The new project involves CnES Heritage Apprentices working with local historical societies (Comainn Eachdraidh) throughout the Outer Hebrides and youth programmes run by the Community Learning and Development team, examining the local response to – and significant events following - the peace treaty in 1919.
On 4th August 1919, the town of Stornoway held a Peace Celebration to celebrate the signing of the Versailles Peace Treaty and the end of the First World War.
Articles covering the event in the Highland News at the time are the inspiration for this project and have led to the apprentices working with the centre for public engagement Gateways to the First World War on a project exploring changes that happened in 1919 to the communities of the Outer Hebrides.
Other subjects to be examined include the Land Act of 1919, post-war activities and Spanish flu.
Another topic of interest is the fresh bread ban that was put in place during the First World War. British food supplies had been affected by a number of factors: poor harvests at home and abroad; reduced food imports as a result of enemy action; and decreased manpower due to workforces being siphoned off by the military. By May 1917, the Minister for Food warned the Cabinet that feeding the country after September would be ‘a difficult problem’.
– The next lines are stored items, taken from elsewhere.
//! Upstream client error types.

/// Errors from upstream probe and fetch calls.
#[derive(Debug, thiserror::Error)]
pub enum UpstreamError {
    /// Transport failure: DNS, connect, TLS, or a broken response.
    #[error("HTTP error calling {url}: {source}")]
    Transport { url: String, source: reqwest::Error },
    /// No response headers, or no body chunk, within the configured timeout.
    #[error("timed out after {secs}s waiting for {url}")]
    Timeout { url: String, secs: u64 },
    /// Upstream answered a full fetch with a status of 400 or above.
    #[error("upstream {url} returned {status} {reason}")]
    Status {
        url: String,
        status: u16,
        reason: String,
    },
    /// The HTTP client could not be constructed.
    #[error("failed to build HTTP client: {0}")]
    ClientInit(reqwest::Error),
}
The government launched a propaganda campaign encouraging bakers and housewives to use potatoes to bulk out their loaves and commanded that commercial bakers could only use ‘standard flour’, a mix that contained more of the grain that, during peacetime, would usually be discarded.
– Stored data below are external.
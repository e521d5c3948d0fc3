use std::{fmt::Debug, path::PathBuf};

use anyhow::Context;
use serde::Deserialize;

#[derive(Clone, PartialEq, Eq, Debug, Deserialize)]
#[serde(deny_unknown_fields)]
pub struct Config {
    #[serde(default = "default_host")]
    pub host: String,
    #[serde(default = "default_port")]
    pub port: u16,
}

fn default_host() -> String {
    "0.0.0.0".to_owned()
}
fn default_port() -> u16 {
    8000
}

impl Default for Config {
    fn default() -> Self {
        Self {
            host: default_host(),
            port: default_port(),
        }
    }
}

impl Config {
    pub fn load<P: Into<PathBuf> + Debug>(path: P) -> anyhow::Result<Self> {
        let path = path.into();
        (|| toml::from_str(&fs_err::read_to_string(&path)?).map_err(anyhow::Error::new))()
            .with_context(|| {
                format!(
                    "While trying to parse {path:?} as {}",
                    std::any::type_name::<Self>()
                )
            })
    }

    /// Values given on the command line take precedence over the file.
    pub fn with_overrides(self, host: Option<String>, port: Option<u16>) -> Self {
        Self {
            host: host.unwrap_or(self.host),
            port: port.unwrap_or(self.port),
        }
    }
}
use std::path::PathBuf;

use clap::Parser;
use time_api::{config::Config, server, time_service::TimeService};

#[derive(Parser)]
#[command(version, about = "Serves the current time in JST and UTC")]
struct Opts {
    /// TOML file with `host` and `port`
    #[arg(long)]
    config_path: Option<PathBuf>,
    /// Overrides `host` of the config file [default: 0.0.0.0]
    #[arg(long)]
    host: Option<String>,
    /// Overrides `port` of the config file [default: 8000]
    #[arg(long)]
    port: Option<u16>,
}

#[tokio::main]
async fn main() -> anyhow::Result<()> {
    env_logger::init();

    let opts = Opts::parse();
    let config = match opts.config_path {
        Some(path) => Config::load(path)?,
        None => Config::default(),
    }
    .with_overrides(opts.host, opts.port);

    server::run(&config, TimeService::default()).await
}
As a further measure, the Ministry of Food and wider government made attempts to influence consumption, as well as production, by introducing the Bread Order in 1917. This regulation made it illegal to sell bread until 12 hours after it had been baked. According to The Times, the government realised that stale bread was ‘more nutritious’ and would be consumed 5% less than fresh bread.
The project seeks to involve young people in replicating the Carnival celebrations of the inaugural 1919 parade, which welcomed the lifting of the ban with a float full of bakers and loaves of bread.
The apprentices will create and deliver free workshops to assist Comainn Eachdraidh with research skills, recording oral history, creating exhibitions and creating educational activities.
The funding will help produce exhibitions specifically focussed on the theme of peace in 1919, which can then be transported and used along with the educational materials produced in any setting such as halls, schools, care homes and historical societies.
There will also be an opportunity to learn more about post-War Britain through an exhibition and talk by historian Professor Lucy Noakes on Armistice and Peace Celebrations, provided and funded by Gateways to the First World War. This will take place on 11th July in Stornoway Town Hall at 1pm and will be live streamed online.
Workshops have so far taken place in Carinish in North Uist, as well as in Lochs, Ness and Tolsta in Lewis with participants learning more about where to find information on the islands, how to write interpretation for exhibitions, how to undertake an oral history project and creating educational materials and activities. Further workshops will follow in other areas throughout June.
Dr Sam Carroll, Community Heritage Researcher, Gateways to the First World War said: “I am really delighted that all the hard work that has gone into developing the Outer Hebrides Peace Celebrations 1919 - 2019 project will now begin to bear fruit. Gateways to the First World War are looking forward to working with Comhairle Nan Eilean Siar to help bring to light and celebrate this important and exciting community heritage.”